> _What you will do_
What lines of the data hold the string "Watcher"? Copy them all.

[[ Provided records, beginning ]]

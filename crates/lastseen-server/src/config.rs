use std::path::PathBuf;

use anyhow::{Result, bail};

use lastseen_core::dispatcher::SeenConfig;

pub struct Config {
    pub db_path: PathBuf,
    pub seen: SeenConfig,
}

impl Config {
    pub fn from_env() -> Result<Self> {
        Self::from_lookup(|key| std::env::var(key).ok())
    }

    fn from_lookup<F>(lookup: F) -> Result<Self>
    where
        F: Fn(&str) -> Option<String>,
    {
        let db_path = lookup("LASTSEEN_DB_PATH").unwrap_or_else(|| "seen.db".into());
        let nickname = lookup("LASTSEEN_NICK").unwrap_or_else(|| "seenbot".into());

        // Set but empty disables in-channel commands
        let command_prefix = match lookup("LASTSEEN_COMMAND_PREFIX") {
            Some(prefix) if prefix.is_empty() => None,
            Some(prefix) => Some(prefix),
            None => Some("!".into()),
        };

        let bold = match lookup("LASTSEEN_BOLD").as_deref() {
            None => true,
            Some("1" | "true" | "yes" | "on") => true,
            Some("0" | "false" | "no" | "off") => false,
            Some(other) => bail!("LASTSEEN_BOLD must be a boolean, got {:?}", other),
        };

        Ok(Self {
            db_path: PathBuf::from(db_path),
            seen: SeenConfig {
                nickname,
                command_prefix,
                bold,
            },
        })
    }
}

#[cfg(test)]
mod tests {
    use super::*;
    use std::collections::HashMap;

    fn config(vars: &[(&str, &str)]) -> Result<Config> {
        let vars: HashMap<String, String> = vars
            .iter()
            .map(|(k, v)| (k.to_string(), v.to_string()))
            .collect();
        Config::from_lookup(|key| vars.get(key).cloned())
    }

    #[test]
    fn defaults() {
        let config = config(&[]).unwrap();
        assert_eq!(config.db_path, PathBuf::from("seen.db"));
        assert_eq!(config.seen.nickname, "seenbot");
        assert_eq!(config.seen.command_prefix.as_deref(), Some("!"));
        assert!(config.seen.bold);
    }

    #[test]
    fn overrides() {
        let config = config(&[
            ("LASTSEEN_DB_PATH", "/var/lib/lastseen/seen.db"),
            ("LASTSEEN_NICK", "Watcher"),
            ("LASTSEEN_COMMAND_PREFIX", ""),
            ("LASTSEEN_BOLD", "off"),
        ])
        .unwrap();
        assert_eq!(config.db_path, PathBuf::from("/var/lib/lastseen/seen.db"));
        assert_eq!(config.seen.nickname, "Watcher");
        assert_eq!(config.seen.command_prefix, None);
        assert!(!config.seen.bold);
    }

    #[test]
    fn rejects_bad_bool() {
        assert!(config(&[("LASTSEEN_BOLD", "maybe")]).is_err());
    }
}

[[ Provided records, end ]]
[[ Provided records, beginning ]]

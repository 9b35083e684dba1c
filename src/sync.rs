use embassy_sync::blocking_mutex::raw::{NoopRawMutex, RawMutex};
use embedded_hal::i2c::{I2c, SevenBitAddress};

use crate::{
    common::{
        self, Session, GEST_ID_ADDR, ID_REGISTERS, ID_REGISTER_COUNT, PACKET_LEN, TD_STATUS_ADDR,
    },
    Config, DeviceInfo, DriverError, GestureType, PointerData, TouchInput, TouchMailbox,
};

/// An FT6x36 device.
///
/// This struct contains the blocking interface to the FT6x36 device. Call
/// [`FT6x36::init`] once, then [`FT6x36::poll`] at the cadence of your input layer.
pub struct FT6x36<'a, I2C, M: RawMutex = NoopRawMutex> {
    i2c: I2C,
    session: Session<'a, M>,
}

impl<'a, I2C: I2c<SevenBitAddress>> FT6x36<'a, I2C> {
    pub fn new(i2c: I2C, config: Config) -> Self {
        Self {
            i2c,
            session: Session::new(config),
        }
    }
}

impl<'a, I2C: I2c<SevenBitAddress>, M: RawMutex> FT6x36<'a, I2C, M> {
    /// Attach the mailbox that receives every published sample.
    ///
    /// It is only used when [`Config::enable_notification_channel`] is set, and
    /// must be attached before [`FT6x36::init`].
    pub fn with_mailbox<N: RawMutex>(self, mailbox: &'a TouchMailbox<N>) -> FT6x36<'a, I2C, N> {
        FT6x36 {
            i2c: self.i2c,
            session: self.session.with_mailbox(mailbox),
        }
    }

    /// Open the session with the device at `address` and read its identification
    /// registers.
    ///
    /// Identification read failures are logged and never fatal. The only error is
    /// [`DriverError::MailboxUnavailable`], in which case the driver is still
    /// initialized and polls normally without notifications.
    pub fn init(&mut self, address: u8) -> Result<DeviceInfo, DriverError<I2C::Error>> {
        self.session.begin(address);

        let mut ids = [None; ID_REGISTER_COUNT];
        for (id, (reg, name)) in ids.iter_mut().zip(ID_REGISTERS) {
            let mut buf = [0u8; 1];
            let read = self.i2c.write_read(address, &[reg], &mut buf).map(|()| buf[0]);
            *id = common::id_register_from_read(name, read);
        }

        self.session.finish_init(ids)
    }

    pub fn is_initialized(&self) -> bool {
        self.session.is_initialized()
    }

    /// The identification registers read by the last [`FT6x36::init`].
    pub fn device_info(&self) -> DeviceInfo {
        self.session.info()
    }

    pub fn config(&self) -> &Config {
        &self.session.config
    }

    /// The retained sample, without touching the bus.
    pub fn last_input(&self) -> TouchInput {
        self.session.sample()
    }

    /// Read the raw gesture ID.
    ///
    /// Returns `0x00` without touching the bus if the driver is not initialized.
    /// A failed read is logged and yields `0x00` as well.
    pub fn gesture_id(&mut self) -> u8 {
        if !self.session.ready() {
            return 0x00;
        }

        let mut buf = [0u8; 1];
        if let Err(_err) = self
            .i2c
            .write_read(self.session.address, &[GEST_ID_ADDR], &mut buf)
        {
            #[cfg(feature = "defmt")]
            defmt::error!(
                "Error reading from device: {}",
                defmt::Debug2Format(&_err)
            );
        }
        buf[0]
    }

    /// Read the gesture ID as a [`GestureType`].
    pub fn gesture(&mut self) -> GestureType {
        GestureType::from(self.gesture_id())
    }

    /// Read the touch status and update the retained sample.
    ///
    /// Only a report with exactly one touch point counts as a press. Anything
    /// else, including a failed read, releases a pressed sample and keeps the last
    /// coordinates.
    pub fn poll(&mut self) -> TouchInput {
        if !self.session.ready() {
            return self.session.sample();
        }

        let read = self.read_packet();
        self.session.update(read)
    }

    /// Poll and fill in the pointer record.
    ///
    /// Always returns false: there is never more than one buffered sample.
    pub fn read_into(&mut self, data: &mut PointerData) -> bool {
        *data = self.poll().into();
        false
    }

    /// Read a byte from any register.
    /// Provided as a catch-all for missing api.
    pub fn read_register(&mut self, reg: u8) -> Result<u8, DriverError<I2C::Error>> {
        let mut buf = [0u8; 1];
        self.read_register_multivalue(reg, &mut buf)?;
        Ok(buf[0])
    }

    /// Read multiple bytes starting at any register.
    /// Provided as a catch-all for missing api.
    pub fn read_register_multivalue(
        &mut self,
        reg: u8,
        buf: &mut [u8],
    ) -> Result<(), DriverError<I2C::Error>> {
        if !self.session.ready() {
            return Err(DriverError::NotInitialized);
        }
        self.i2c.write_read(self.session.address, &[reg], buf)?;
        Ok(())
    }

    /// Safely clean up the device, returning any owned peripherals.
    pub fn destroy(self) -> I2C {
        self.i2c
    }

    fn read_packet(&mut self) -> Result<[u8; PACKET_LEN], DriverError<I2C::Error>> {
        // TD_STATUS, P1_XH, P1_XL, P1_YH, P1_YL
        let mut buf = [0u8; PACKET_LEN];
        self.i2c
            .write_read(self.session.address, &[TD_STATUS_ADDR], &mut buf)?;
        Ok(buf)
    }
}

[[ Provided records, end ]]

> _Output of the task_
            ("LASTSEEN_NICK", "Watcher"),
        assert_eq!(config.seen.nickname, "Watcher");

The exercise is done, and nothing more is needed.